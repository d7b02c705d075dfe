//! Executor configuration.

use std::env;
use std::str::FromStr;
use std::time::Duration;

use serde::{Deserialize, Serialize};

use crate::core::ExecutorError;

/// Entry function called when a runtime does not name one.
pub const DEFAULT_ENTRY_FUNC: &str = "event";

/// Executor configuration.
#[derive(Debug, Clone, PartialEq, Eq, Serialize, Deserialize)]
#[serde(default)]
pub struct ExecutorConfig {
    /// Milliseconds between scheduler sweeps.
    pub tick_interval_ms: u64,
    /// Processes run at once per sweep; 0 selects the default of 10.
    pub max_executors: usize,
    /// Per-call module execution timeout in milliseconds.
    pub exec_timeout_ms: u64,
    /// Bound on closing every module at shutdown, in milliseconds.
    pub dispose_timeout_ms: u64,
    /// Delay before the service starts serving, in milliseconds.
    pub start_delay_ms: u64,
    /// Entry function used when a runtime does not name one.
    pub default_entry_func: String,
}

impl Default for ExecutorConfig {
    fn default() -> Self {
        Self {
            tick_interval_ms: 1_000,
            max_executors: 10,
            exec_timeout_ms: 120_000,
            dispose_timeout_ms: 5_000,
            start_delay_ms: 0,
            default_entry_func: DEFAULT_ENTRY_FUNC.to_string(),
        }
    }
}

impl ExecutorConfig {
    /// Create the default configuration.
    pub fn new() -> Self {
        Self::default()
    }

    /// Set the sweep interval.
    #[must_use]
    pub fn with_tick_interval(mut self, interval: Duration) -> Self {
        self.tick_interval_ms = duration_ms(interval);
        self
    }

    /// Set the per-sweep concurrency cap.
    #[must_use]
    pub const fn with_max_executors(mut self, max: usize) -> Self {
        self.max_executors = max;
        self
    }

    /// Set the module execution timeout.
    #[must_use]
    pub fn with_exec_timeout(mut self, timeout: Duration) -> Self {
        self.exec_timeout_ms = duration_ms(timeout);
        self
    }

    /// Set the dispose timeout.
    #[must_use]
    pub fn with_dispose_timeout(mut self, timeout: Duration) -> Self {
        self.dispose_timeout_ms = duration_ms(timeout);
        self
    }

    /// Set the start delay.
    #[must_use]
    pub fn with_start_delay(mut self, delay: Duration) -> Self {
        self.start_delay_ms = duration_ms(delay);
        self
    }

    /// Sweep interval.
    pub const fn tick_interval(&self) -> Duration {
        Duration::from_millis(self.tick_interval_ms)
    }

    /// Module execution timeout.
    pub const fn exec_timeout(&self) -> Duration {
        Duration::from_millis(self.exec_timeout_ms)
    }

    /// Dispose timeout.
    pub const fn dispose_timeout(&self) -> Duration {
        Duration::from_millis(self.dispose_timeout_ms)
    }

    /// Start delay.
    pub const fn start_delay(&self) -> Duration {
        Duration::from_millis(self.start_delay_ms)
    }

    /// Validate configuration values.
    pub fn validate(&self) -> Result<(), String> {
        if self.tick_interval_ms == 0 {
            return Err("tick_interval_ms must be greater than 0".into());
        }
        if self.exec_timeout_ms == 0 {
            return Err("exec_timeout_ms must be greater than 0".into());
        }
        if self.dispose_timeout_ms == 0 {
            return Err("dispose_timeout_ms must be greater than 0".into());
        }
        if self.default_entry_func.trim().is_empty() {
            return Err("default_entry_func must not be empty".into());
        }
        Ok(())
    }

    /// Parse configuration from a JSON string and validate.
    pub fn from_json_str(input: &str) -> Result<Self, ExecutorError> {
        let cfg: Self = serde_json::from_str(input)?;
        cfg.validate().map_err(ExecutorError::Config)?;
        Ok(cfg)
    }

    /// Build configuration from the environment, loading `.env` first if present.
    ///
    /// Unset variables keep their defaults.
    pub fn from_env() -> Result<Self, ExecutorError> {
        let _ = dotenvy::dotenv();
        let mut cfg = Self::default();
        if let Some(v) = read_var("EXECUTOR_TICK_MS")? {
            cfg.tick_interval_ms = v;
        }
        if let Some(v) = read_var("EXECUTOR_MAX_PROCS")? {
            cfg.max_executors = v;
        }
        if let Some(v) = read_var("WASM_EXEC_TIMEOUT_MS")? {
            cfg.exec_timeout_ms = v;
        }
        if let Some(v) = read_var("EXECUTOR_DISPOSE_TIMEOUT_MS")? {
            cfg.dispose_timeout_ms = v;
        }
        if let Some(v) = read_var("EXECUTOR_DELAY_MS")? {
            cfg.start_delay_ms = v;
        }
        if let Ok(v) = env::var("EXECUTOR_ENTRY_FUNC") {
            cfg.default_entry_func = v;
        }
        cfg.validate().map_err(ExecutorError::Config)?;
        Ok(cfg)
    }
}

fn read_var<T: FromStr>(name: &str) -> Result<Option<T>, ExecutorError>
where
    T::Err: std::fmt::Display,
{
    match env::var(name) {
        Ok(raw) => raw
            .trim()
            .parse()
            .map(Some)
            .map_err(|e| ExecutorError::Config(format!("{name}: {e}"))),
        Err(_) => Ok(None),
    }
}

fn duration_ms(d: Duration) -> u64 {
    u64::try_from(d.as_millis()).unwrap_or(u64::MAX)
}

- [TASK DETAILS]: Report all lines in the records that include the string "Result".

- [COMPLETED TASK]:
    pub fn validate(&self) -> Result<(), String> {
    pub fn from_json_str(input: &str) -> Result<Self, ExecutorError> {
    pub fn from_env() -> Result<Self, ExecutorError> {
fn read_var<T: FromStr>(name: &str) -> Result<Option<T>, ExecutorError>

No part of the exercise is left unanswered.